Barbados international footballer (born 1981)

Fabian Wesley Forde (born 26 October 1981) is a Barbadian former footballer who played forward. Born in England, he represented Barbados at international level. He is currently the director of football for Kettering Town.

==Club career==
Forde began his senior career at Watford, after playing for the club's academy. On 6 May 2001, Forde made his only first team appearance for Watford in a 2–0 loss against Burnley in the First Division, coming on as an 82nd-minute substitute.
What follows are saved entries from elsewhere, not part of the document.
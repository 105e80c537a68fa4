//! Gift payloads handed to the gift collaborator during wishlist creation.
//!
//! Gift rules live elsewhere; this module only carries the request shape and
//! decodes the inline attachment.

use base64::Engine as _;
use base64::engine::general_purpose::STANDARD;

/// Gift fields as supplied alongside a new wishlist.
#[derive(Debug, Clone, PartialEq, Eq)]
pub struct GiftSpec {
    pub title: String,
    pub description: Option<String>,
    pub link: Option<String>,
}

/// Attachment as received on the wire, content still encoded.
#[derive(Debug, Clone, Default, PartialEq, Eq)]
pub struct FilePayload {
    pub file_name: Option<String>,
    /// Plain base64 or a data URI (`data:<type>;base64,<payload>`).
    pub file_content: Option<String>,
    pub content_type: Option<String>,
}

/// A gift draft: spec plus optional attachment.
#[derive(Debug, Clone, PartialEq, Eq)]
pub struct GiftDraft {
    pub spec: GiftSpec,
    pub file: Option<FilePayload>,
}

/// Decoded attachment passed to the gift collaborator.
#[derive(Debug, Clone, Default, PartialEq, Eq)]
pub struct FileAttachment {
    pub file_name: Option<String>,
    pub content: Vec<u8>,
    pub content_type: Option<String>,
}

/// The attachment content was not valid base64.
#[derive(Debug, Clone, PartialEq, Eq, thiserror::Error)]
#[error("file content is not valid base64: {reason}")]
pub struct FileEncodingError {
    reason: String,
}

/// Decode attachment content.
///
/// Absent content decodes to no bytes. For data URIs only the text after the
/// last comma is decoded.
///
/// # Examples
/// ```
/// use wishlist_backend::domain::decode_file_content;
///
/// assert_eq!(decode_file_content(Some("data:image/png;base64,QUJD")).unwrap(), b"ABC");
/// assert_eq!(decode_file_content(Some("QUJD")).unwrap(), b"ABC");
/// assert!(decode_file_content(None).unwrap().is_empty());
/// ```
pub fn decode_file_content(content: Option<&str>) -> Result<Vec<u8>, FileEncodingError> {
    let Some(raw) = content else {
        return Ok(Vec::new());
    };
    let payload = raw.rsplit_once(',').map_or(raw, |(_, tail)| tail);
    STANDARD.decode(payload.trim()).map_err(|err| FileEncodingError {
        reason: err.to_string(),
    })
}

impl FilePayload {
    /// Decode into the attachment handed to the gift collaborator.
    pub fn decode(self) -> Result<FileAttachment, FileEncodingError> {
        Ok(FileAttachment {
            content: decode_file_content(self.file_content.as_deref())?,
            file_name: self.file_name,
            content_type: self.content_type,
        })
    }
}
//! Tracing middleware attaching a request-scoped trace identifier.
//!
//! Each incoming request receives a fresh [`TraceId`] held in task-local
//! storage for the lifetime of the handler, so domain errors and log lines
//! raised while serving it carry the same identifier. The identifier is
//! echoed back in the `trace-id` response header.
//!
//! Tokio task-local variables are not inherited across spawned tasks. Use
//! [`TraceId::scope`] when spawning new tasks or moving work onto blocking
//! threads to ensure the active trace identifier propagates correctly.

use std::task::{Context, Poll};

use actix_web::Error;
use actix_web::dev::{Service, ServiceRequest, ServiceResponse, Transform};
use actix_web::http::header::{HeaderName, HeaderValue};
use futures_util::future::{LocalBoxFuture, Ready, ready};
use tracing::{Instrument, error, info_span};

use crate::domain::{TRACE_ID_HEADER, TraceId};

/// Tracing middleware attaching a request-scoped UUID and adding a
/// `trace-id` header to every response.
///
/// Handlers can read the trace ID via [`TraceId::current`].
///
/// # Examples
/// ```
/// use actix_web::App;
/// use wishlist_backend::Trace;
///
/// let app = App::new().wrap(Trace);
/// ```
#[derive(Clone)]
pub struct Trace;

impl<S, B> Transform<S, ServiceRequest> for Trace
where
    S: Service<ServiceRequest, Response = ServiceResponse<B>, Error = Error> + 'static,
    S::Future: 'static,
    B: 'static,
{
    type Response = ServiceResponse<B>;
    type Error = Error;
    type InitError = ();
    type Transform = TraceMiddleware<S>;
    type Future = Ready<Result<Self::Transform, Self::InitError>>;

    fn new_transform(&self, service: S) -> Self::Future {
        ready(Ok(TraceMiddleware { service }))
    }
}

/// Service wrapper produced by [`Trace`].
///
/// Applications should not use this type directly.
pub struct TraceMiddleware<S> {
    service: S,
}

impl<S, B> Service<ServiceRequest> for TraceMiddleware<S>
where
    S: Service<ServiceRequest, Response = ServiceResponse<B>, Error = Error> + 'static,
    S::Future: 'static,
    B: 'static,
{
    type Response = ServiceResponse<B>;
    type Error = Error;
    type Future = LocalBoxFuture<'static, Result<Self::Response, Self::Error>>;

    fn poll_ready(&self, cx: &mut Context<'_>) -> Poll<Result<(), Self::Error>> {
        self.service.poll_ready(cx)
    }

    fn call(&self, req: ServiceRequest) -> Self::Future {
        let trace_id = TraceId::generate();
        let span = info_span!(
            "request",
            %trace_id,
            method = %req.method(),
            path = %req.path(),
        );
        let header_value = trace_id.to_string();
        let fut = self.service.call(req);
        let scoped = TraceId::scope(trace_id, async move {
            let mut res = fut.await?;
            match HeaderValue::from_str(&header_value) {
                Ok(value) => {
                    res.response_mut()
                        .headers_mut()
                        .insert(HeaderName::from_static(TRACE_ID_HEADER), value);
                }
                Err(error) => {
                    error!(%error, %trace_id, "failed to encode trace identifier header");
                }
            }
            Ok(res)
        });
        Box::pin(scoped.instrument(span))
    }
}

#[cfg(test)]
mod tests {
    use super::*;
    use crate::domain::ApiResult;
    use actix_web::{App, HttpResponse, test, web};

    async fn call_with_handler<F, Fut, Res>(
        handler: F,
    ) -> (
        actix_web::dev::ServiceResponse<actix_web::body::BoxBody>,
        String,
    )
    where
        F: Fn() -> Fut + Clone + 'static,
        Fut: std::future::Future<Output = Res> + 'static,
        Res: actix_web::Responder + 'static,
    {
        let app =
            test::init_service(App::new().wrap(Trace).route("/", web::get().to(handler))).await;
        let req = test::TestRequest::get().uri("/").to_request();
        let res = test::call_service(&app, req).await;
        let trace_id = res
            .headers()
            .get(TRACE_ID_HEADER)
            .expect("trace id header")
            .to_str()
            .expect("header is ascii")
            .to_owned();
        (res, trace_id)
    }

    #[actix_web::test]
    async fn adds_parseable_trace_id_header() {
        let (_, trace_id) = call_with_handler(|| async { HttpResponse::Ok().finish() }).await;
        trace_id.parse::<TraceId>().expect("header is a trace id");
    }

    #[actix_web::test]
    async fn exposes_trace_id_in_handler() {
        let (res, trace_id) = call_with_handler(|| async move {
            let id = TraceId::current().expect("trace id in scope");
            HttpResponse::Ok().body(id.to_string())
        })
        .await;
        let body = test::read_body(res).await;
        let body = std::str::from_utf8(&body).expect("utf8 body");
        assert_eq!(trace_id, body);
    }

    #[actix_web::test]
    async fn propagates_trace_id_into_error_bodies() {
        let (res, trace_id) = call_with_handler(|| async move {
            ApiResult::<HttpResponse>::Err(crate::domain::Error::not_found("gone"))
        })
        .await;
        let body: serde_json::Value = test::read_body_json(res).await;
        assert_eq!(body["traceId"], trace_id);
    }

    #[actix_web::test]
    async fn separate_requests_get_distinct_ids() {
        let (_, first) = call_with_handler(|| async { HttpResponse::Ok().finish() }).await;
        let (_, second) = call_with_handler(|| async { HttpResponse::Ok().finish() }).await;
        assert_ne!(first, second);
    }
}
During his time at Watford, Forde was loaned out to Enfield and Chesham United, before being released at the end of the 2002–03 season. Upon his release from Watford, Forde signed for Crawley Town in August 2003, before leaving for Grays Athletic and then Hendon in the same year. Forde later played for Chelmsford City, Egham Town, Hemel Hempstead Town, Hampton & Richmond Borough and Windsor & Eton.

==International career==
In November 2002, Forde played twice for Barbados at the 2002 Central American and Caribbean Games. In September 2003, Forde scored on his debut for Barbados U23 in a 4–1 loss against Guyana U23 in a qualification match for the 2004 Olympics.

==Personal life==
Forde's son Shaq, is a footballer who plays for Bristol Rovers.